Taking it further, sustainability is also, in a radical sense, deconsumption, not just damage limitation. It’s all very well to turn up at confession, do your penance and be on your way until next Sunday – to atone and pay your carbon tax. But the most sustainable thing is, simply, not to make things we don’t need.
If a Champagne house or whisky distillery really wanted to show its sustainable credentials, it would simply stop the arms race of luxury gift packaging. Similarly, people would be forced to bring their own pens to wine tastings to end the scourge of free disposable Biros that no one needs. Around 1.5 billion are disposed of each year in the US alone.
Deconsumption means buying less stuff and making fewer things, whether they’re in eco packaging or not. Real sustainability entails resistance to the consumption culture and ideologically opposes the tenets of global consumerism.

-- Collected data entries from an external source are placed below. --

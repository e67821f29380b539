//! Form submission endpoint.
//!
//! Guards run in a fixed order and the first one that fails ends the request:
//! method → origin → content type → rate limit → body rules → bot
//! verification → persistence. Nothing after a failed step has side effects.

use axum::{
    Json,
    body::Body,
    extract::{ConnectInfo, Request, State},
    http::{HeaderMap, HeaderValue, Method, StatusCode, header},
    response::{IntoResponse, Response},
};
use std::net::SocketAddr;

use crate::form::parse_submission;
use crate::gate::{client_key, is_json_content_type, normalize_origin, origin_allowed};
use crate::ratelimit::RateDecision;
use crate::state::AppState;
use crate::verify::evaluate;
use formgate_common::constants::CORS_MAX_AGE_SECS;
use formgate_common::{GatewayError, Submission, SubmitResponse};

const ALLOWED_METHODS: &str = "POST, OPTIONS";
const ALLOWED_HEADERS: &str = "Content-Type";

/// Handle one request on the submission path
pub async fn submit(State(state): State<AppState>, request: Request) -> Response {
    let (parts, body) = request.into_parts();
    let allowed_origin = normalize_origin(&state.config.allowed_origin).to_string();

    if parts.method == Method::OPTIONS {
        return preflight(&allowed_origin);
    }
    if parts.method != Method::POST {
        tracing::debug!(method = %parts.method, "Rejected non-POST submission");
        return failure_response(&GatewayError::MethodNotAllowed);
    }

    let peer = parts
        .extensions
        .get::<ConnectInfo<SocketAddr>>()
        .map(|ConnectInfo(addr)| *addr);
    let client = client_key(&parts.headers, peer);

    let deadline = state.config.request_timeout();
    let outcome = tokio::time::timeout(deadline, process(&state, &parts.headers, &client, body))
        .await
        .unwrap_or(Err(GatewayError::TimedOut(deadline.as_secs())));

    let mut response = match outcome {
        Ok(()) => (StatusCode::OK, Json(SubmitResponse::success())).into_response(),
        Err(err) => {
            log_rejection(&err, &client);
            failure_response(&err)
        }
    };

    set_cors_headers(response.headers_mut(), &allowed_origin);
    response
}

async fn process(
    state: &AppState,
    headers: &HeaderMap,
    client: &str,
    body: Body,
) -> Result<(), GatewayError> {
    if !origin_allowed(headers, &state.config.allowed_origin) {
        return Err(GatewayError::ForbiddenOrigin);
    }

    if !is_json_content_type(headers) {
        return Err(GatewayError::BadContentType);
    }

    match state.rate_limiter.check(client).await? {
        RateDecision::Allowed { remaining } => {
            tracing::debug!(client = %client, remaining, "Rate limit check passed");
        }
        RateDecision::Limited => return Err(GatewayError::RateLimited),
    }

    let bytes = axum::body::to_bytes(body, state.config.body_limit_bytes)
        .await
        .map_err(|_| GatewayError::validation("Request body is too large"))?;

    let submission = parse_submission(&bytes, &state.schema)?;

    let verification = state.verifier.verify(&submission.token, Some(client)).await?;
    evaluate(&verification, state.config.verification.min_score)?;

    let row = submission.to_row(&Submission::timestamp_now());
    state.sink.append(row).await?;

    tracing::info!(client = %client, score = verification.score, "Submission stored");
    Ok(())
}

fn failure_response(err: &GatewayError) -> Response {
    let status = StatusCode::from_u16(err.status_code()).unwrap_or(StatusCode::INTERNAL_SERVER_ERROR);
    (status, Json(SubmitResponse::failure(err.public_message()))).into_response()
}

fn log_rejection(err: &GatewayError, client: &str) {
    match err {
        e if e.is_internal() => {
            tracing::error!(client = %client, error = %e, "Submission failed");
        }
        GatewayError::RateLimited | GatewayError::ForbiddenOrigin => {
            tracing::warn!(client = %client, reason = %err, "Submission rejected");
        }
        _ => {
            tracing::debug!(client = %client, reason = %err, "Submission rejected");
        }
    }
}

/// CORS preflight: fixed methods, headers and max-age
fn preflight(allowed_origin: &str) -> Response {
    let mut response = StatusCode::OK.into_response();
    set_cors_headers(response.headers_mut(), allowed_origin);
    response.headers_mut().insert(
        header::ACCESS_CONTROL_MAX_AGE,
        HeaderValue::from(CORS_MAX_AGE_SECS),
    );
    response
}

fn set_cors_headers(headers: &mut HeaderMap, allowed_origin: &str) {
    if let Ok(origin) = HeaderValue::from_str(allowed_origin) {
        headers.insert(header::ACCESS_CONTROL_ALLOW_ORIGIN, origin);
    }
    headers.insert(
        header::ACCESS_CONTROL_ALLOW_METHODS,
        HeaderValue::from_static(ALLOWED_METHODS),
    );
    headers.insert(
        header::ACCESS_CONTROL_ALLOW_HEADERS,
        HeaderValue::from_static(ALLOWED_HEADERS),
    );
}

That’s especially tough to administer because much of the developing world now sees consumption as its right, as it ascends to post-industrial sophistication. It’s also a difficult thing to consider as a retailer, writing in a magazine called Drinks Retailing, but if we’re really going to get to grips with sustainability, we need to ask some difficult questions.
I’ll finish with a remarkable example of true sustainability in action. The Carthusian monks behind the production of the singular Green Chartreuse declared in 2021 that they would be reducing production and supply of the spirit. Why? Because they found themselves increasingly engaged in supply of a product that was incidental to their goals. They are now choosing to focus on their primary activity of prayer and solitary contemplation.
Amid all the noise about sustainability, that radically simple act offers more food for thought than most white papers.